*EXERCISE*
What you return must match every record word for word.
************
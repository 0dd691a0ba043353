//! RelOpt - 规则驱动的关系查询优化器
//!
//! 提供两种规划器：
//!
//! - 代价规划器（`VolcanoPlanner`）：把所有等价的计划登记在备忘录中，按代价模型
//!   选出满足要求物理属性的最优计划
//! - 启发式规划器（`PlanRewriter`）：按程序顺序应用规则，每次匹配立即替换原节点
//!
//! 两者共用同一套计划节点、操作数模式与规则接口。

pub mod config;
pub mod core;
pub mod query;
pub mod utils;

pub use crate::core::error::{PlanningError, PlanningResult};
pub use crate::query::optimizer::optimize;
pub use crate::query::planner::rewrite::optimize_heuristic;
************
*FINAL ANSWER*
repository 0dd691a0ba043353
//! RelOpt - 规则驱动的关系查询优化器
//!
//! 提供两种规划器：
//!
//! - 代价规划器（`VolcanoPlanner`）：把所有等价的计划登记在备忘录中，按代价模型
//!   选出满足要求物理属性的最优计划
//! - 启发式规划器（`PlanRewriter`）：按程序顺序应用规则，每次匹配立即替换原节点
//!
//! 两者共用同一套计划节点、操作数模式与规则接口。

pub mod config;
pub mod core;
pub mod query;
pub mod utils;

pub use crate::core::error::{PlanningError, PlanningResult};
pub use crate::query::optimizer::optimize;
pub use crate::query::planner::rewrite::optimize_heuristic;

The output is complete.